Informal May be Best Approach to End-of-Life Conversations
End-of-life planning may be a hot potato in Washington, but for patients, families, and their providers it’s a serious concern, emotionally, financially and medically. A new study suggests that end-of-life discussions are vital, and that informal conversations may be best, especially in terms of preparing caregivers to take on the role of surrogate decision-maker.
Family caregivers who had not discussed life support measures with critically ill patients took nearly two weeks longer to decide to stop further medical intervention than those who had prior conversations about the subject, according to research presented in a poster presentation at the Society of Critical Care Medicine Congress in San Diego.

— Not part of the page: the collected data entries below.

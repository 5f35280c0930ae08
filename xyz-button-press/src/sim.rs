//! Interface to the physics simulator.
use crate::error::ButtonPressError;
use anyhow::Result;
use nalgebra::{UnitQuaternion, Vector3};
use std::path::Path;

/// A 3D position.
pub type Vec3 = Vector3<f32>;

/// An orientation.
pub type Quat = UnitQuaternion<f32>;

/// Handle of a site, a named reference point on the scene geometry.
#[derive(Debug, Clone, Copy, PartialEq, Eq)]
pub struct SiteId(pub(crate) usize);

/// Handle of a body.
#[derive(Debug, Clone, Copy, PartialEq, Eq)]
pub struct BodyId(pub(crate) usize);

/// Handle of a mocap body, the target pose the end-effector tracks.
#[derive(Debug, Clone, Copy, PartialEq, Eq)]
pub struct MocapId(pub(crate) usize);

/// A stepped physics simulator holding a loaded scene.
///
/// Names are resolved to handles once, see [`SceneHandles`]; all other
/// accessors take handles. Handles are only minted by the simulators of this
/// crate, so an accessor never sees one it did not hand out.
pub trait Simulator {
    /// Loads the scene description at `path`.
    fn load(path: &Path) -> Result<Self>
    where
        Self: Sized;

    /// Resolves a site name.
    fn site_id(&self, name: &str) -> Option<SiteId>;

    /// Resolves a body name.
    fn body_id(&self, name: &str) -> Option<BodyId>;

    /// Resolves a mocap body name.
    fn mocap_id(&self, name: &str) -> Option<MocapId>;

    /// World position of a site.
    fn site_xpos(&self, site: SiteId) -> Vec3;

    /// World position of a body.
    fn body_xpos(&self, body: BodyId) -> Vec3;

    /// Places a body in the scene.
    fn set_body_pos(&mut self, body: BodyId, pos: Vec3);

    /// Position of a mocap target.
    fn mocap_pos(&self, mocap: MocapId) -> Vec3;

    /// Moves a mocap target.
    fn set_mocap_pos(&mut self, mocap: MocapId, pos: Vec3);

    /// Orients a mocap target.
    fn set_mocap_quat(&mut self, mocap: MocapId, quat: Quat);

    /// Joint positions.
    fn qpos(&self) -> &[f32];

    /// Joint velocities.
    fn qvel(&self) -> &[f32];

    /// Overwrites joint positions and velocities.
    fn set_state(&mut self, qpos: &[f32], qvel: &[f32]) -> Result<()>;

    /// Sets actuator controls.
    fn set_ctrl(&mut self, ctrl: &[f32]);

    /// Advances the simulation by `n_frames` ticks.
    fn step(&mut self, n_frames: usize);
}

/// Handles of every scene element the button press task touches.
#[derive(Debug, Clone, Copy, PartialEq)]
pub struct SceneHandles {
    /// Right fingertip.
    pub right_end_effector: SiteId,
    /// Left fingertip.
    pub left_end_effector: SiteId,
    /// Pressable surface of the button.
    pub button_start: SiteId,
    /// Bottom of the button's travel.
    pub hole: SiteId,
    /// End-effector body.
    pub hand: BodyId,
    /// Box the button is mounted on.
    pub box_body: BodyId,
    /// Button body.
    pub button: BodyId,
    /// Mocap target of the end-effector.
    pub mocap: MocapId,
}

impl SceneHandles {
    /// Resolves all names against the scene of `sim`.
    pub fn resolve<S: Simulator>(sim: &S) -> Result<Self, ButtonPressError> {
        let site = |name: &str| {
            sim.site_id(name)
                .ok_or_else(|| ButtonPressError::MissingSite(name.to_string()))
        };
        let body = |name: &str| {
            sim.body_id(name)
                .ok_or_else(|| ButtonPressError::MissingBody(name.to_string()))
        };

        Ok(Self {
            right_end_effector: site("rightEndEffector")?,
            left_end_effector: site("leftEndEffector")?,
            button_start: site("buttonStart")?,
            hole: site("hole")?,
            hand: body("hand")?,
            box_body: body("box")?,
            button: body("button")?,
            mocap: sim
                .mocap_id("mocap")
                .ok_or_else(|| ButtonPressError::MissingMocap("mocap".to_string()))?,
        })
    }
}

#[cfg(test)]
mod tests {
    use super::*;
    use crate::KinematicSim;

    #[test]
    fn test_resolve_scene_handles() -> Result<()> {
        let sim = KinematicSim::button_press_topdown_wall();
        let handles = SceneHandles::resolve(&sim)?;
        assert_eq!(handles.hole, SiteId(3));
        assert_eq!(handles.box_body, BodyId(1));
        assert_eq!(handles.mocap, MocapId(0));
        Ok(())
    }
}
//! Shaping reward of the button press task.
//!
//! The reward combines a reach term, `-reachDist`, with a press term that is
//! only granted once the fingertips are within [`REACH_THRESHOLD`] of the
//! button:
//!
//! ```text
//! pressRew = 1000 (maxDist - pressDist)
//!          + c1 (exp(-pressDist^2 / c2) + exp(-pressDist^2 / c3))
//! ```
//!
//! clamped at zero. The reward jumps at the threshold.
use crate::{
    error::ButtonPressError,
    obs::ObsDict,
    sim::Vec3,
};

/// Reach distance below which the press term applies.
pub const REACH_THRESHOLD: f32 = 0.05;

/// Weight of the linear press progress term.
pub const PRESS_SCALE: f32 = 1000.0;

/// Weight of the proximity bonuses.
pub const C1: f32 = 1000.0;

/// Length scale of the coarse proximity bonus.
pub const C2: f32 = 0.01;

/// Length scale of the fine proximity bonus.
pub const C3: f32 = 0.001;

/// Press distance at or below which an episode step counts as a success.
pub const SUCCESS_THRESHOLD: f32 = 0.02;

/// Observation handed to the reward function.
#[derive(Debug, Clone, Copy)]
pub enum RewardInput<'a> {
    /// A flat observation.
    Vector(&'a [f32]),

    /// A goal-conditioned view; its `state_observation` is used.
    Dict(&'a ObsDict),
}

impl<'a> RewardInput<'a> {
    /// The flat observation.
    pub fn state_observation(&self) -> &'a [f32] {
        match *self {
            RewardInput::Vector(v) => v,
            RewardInput::Dict(d) => &d.state_observation,
        }
    }

    /// Position of the tracked site, elements `3..6` of the flat observation.
    pub fn obj_pos(&self) -> Result<Vec3, ButtonPressError> {
        match self.state_observation() {
            [_, _, _, x, y, z, ..] => Ok(Vec3::new(*x, *y, *z)),
            v => Err(ButtonPressError::ObservationShape {
                expected: 6,
                got: v.len(),
            }),
        }
    }
}

/// Reward and the distances it is computed from.
#[derive(Debug, Clone, Copy, PartialEq)]
pub struct RewardTerms {
    /// Total reward.
    pub reward: f32,

    /// Distance between the fingertip midpoint and the button surface.
    pub reach_dist: f32,

    /// Height of the button surface above its goal.
    pub press_dist: f32,
}

/// Computes the shaping reward.
///
/// * `obj_pos` - position of the button surface
/// * `finger_com` - midpoint of the fingertips
/// * `press_goal` - height the button surface has to reach
/// * `max_dist` - press distance at the start of the episode
pub fn shaping_reward(obj_pos: Vec3, finger_com: Vec3, press_goal: f32, max_dist: f32) -> RewardTerms {
    let press_dist = (obj_pos.z - press_goal).abs();
    let reach_dist = (obj_pos - finger_com).norm();
    let reach_rew = -reach_dist;

    let press_rew = if reach_dist < REACH_THRESHOLD {
        let d2 = press_dist * press_dist;
        PRESS_SCALE * (max_dist - press_dist) + C1 * ((-d2 / C2).exp() + (-d2 / C3).exp())
    } else {
        0.0
    };
    let press_rew = press_rew.max(0.0);

    RewardTerms {
        reward: reach_rew + press_rew,
        reach_dist,
        press_dist,
    }
}

/// Upper reference of the reward, reached with zero reach and press distances.
pub fn target_reward(max_dist: f32) -> f32 {
    PRESS_SCALE * max_dist + C1 * 2.0
}

/// `1.0` if the button is within [`SUCCESS_THRESHOLD`] of its goal, else `0.0`.
pub fn success(press_dist: f32) -> f32 {
    if press_dist <= SUCCESS_THRESHOLD {
        1.0
    } else {
        0.0
    }
}

#[cfg(test)]
mod tests {
    use super::*;

    const MAX_DIST: f32 = 0.09;

    #[test]
    fn test_reward_at_goal_equals_target_reward() {
        let p = Vec3::new(0.0, 0.88, 0.11);
        let terms = shaping_reward(p, p, p.z, MAX_DIST);
        assert_eq!(terms.reach_dist, 0.0);
        assert_eq!(terms.press_dist, 0.0);
        assert_eq!(terms.reward, MAX_DIST * 1000.0 + C1 * 2.0);
        assert_eq!(terms.reward, target_reward(MAX_DIST));
    }

    #[test]
    fn test_far_reach_is_pure_penalty() {
        let obj = Vec3::new(0.0, 0.88, 0.2);
        let mut prev = f32::INFINITY;
        for i in 0..20 {
            let finger = Vec3::new(0.05 + 0.01 * i as f32, 0.88, 0.2);
            let terms = shaping_reward(obj, finger, 0.11, MAX_DIST);
            assert!(terms.reach_dist >= REACH_THRESHOLD);
            assert_eq!(terms.reward, -terms.reach_dist);
            assert!(terms.reward <= prev);
            prev = terms.reward;
        }
    }

    #[test]
    fn test_press_term_jumps_at_threshold() {
        let obj = Vec3::new(0.0, 0.88, 0.2);
        let at = shaping_reward(obj, Vec3::new(0.05, 0.88, 0.2), 0.11, MAX_DIST);
        assert_eq!(at.reach_dist, 0.05);
        assert_eq!(at.reward, -0.05);

        let inside = shaping_reward(obj, Vec3::new(0.049, 0.88, 0.2), 0.11, MAX_DIST);
        assert!(inside.reward > 10.0);
    }

    #[test]
    fn test_press_term_is_never_negative() {
        // press distance larger than max_dist makes the linear term negative
        let obj = Vec3::new(0.0, 0.88, 0.5);
        let terms = shaping_reward(obj, obj, 0.11, MAX_DIST);
        assert_eq!(terms.reward, 0.0);
    }

    #[test]
    fn test_success_boundary_is_inclusive() {
        assert_eq!(success(0.0), 1.0);
        assert_eq!(success(0.02), 1.0);
        assert_eq!(success(0.020001), 0.0);
    }

    #[test]
    fn test_vector_and_dict_inputs_agree() {
        let flat = vec![0.0, 0.6, 0.2, 0.0, 0.88, 0.2];
        let dict = ObsDict {
            state_observation: flat.clone(),
            state_desired_goal: Vec3::new(0.0, 0.88, 0.11),
            state_achieved_goal: Vec3::new(0.0, 0.88, 0.2),
        };
        assert_eq!(
            RewardInput::Vector(&flat).obj_pos(),
            RewardInput::Dict(&dict).obj_pos()
        );
        assert_eq!(
            RewardInput::Vector(&flat[..4]).obj_pos(),
            Err(ButtonPressError::ObservationShape {
                expected: 6,
                got: 4
            })
        );
    }
}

"The absence of prior discussions about treatment preferences is independently associated with low confidence among family members to act as surrogate decision-makers and a 40% longer time to withdrawal of life-sustaining treatments," they reported.
This is the first evidence to suggest that how a doctor guides family members through the foreign territory of critical illness may influence their ability to act as surrogates, according to senior investigator Douglas B. White, MD, MAS, associate professor and director of the Program on Ethics and Decision-Making in Critical Illness, Department of Critical Care Medicine, University of Pittsburgh School of Medicine and the Graduate School of Public Health.
Researchers surveyed 230 caregivers who were making decisions on behalf of incapacitated patients on ventilators with greater than a 50 percent chance of dying from their illnesses. They found caregivers who hadn't had a prior conversation with patients about treatment preferences were less confident about making decisions and it took them 40 percent longer--33 days versus 21 days--to decide to discontinue life support.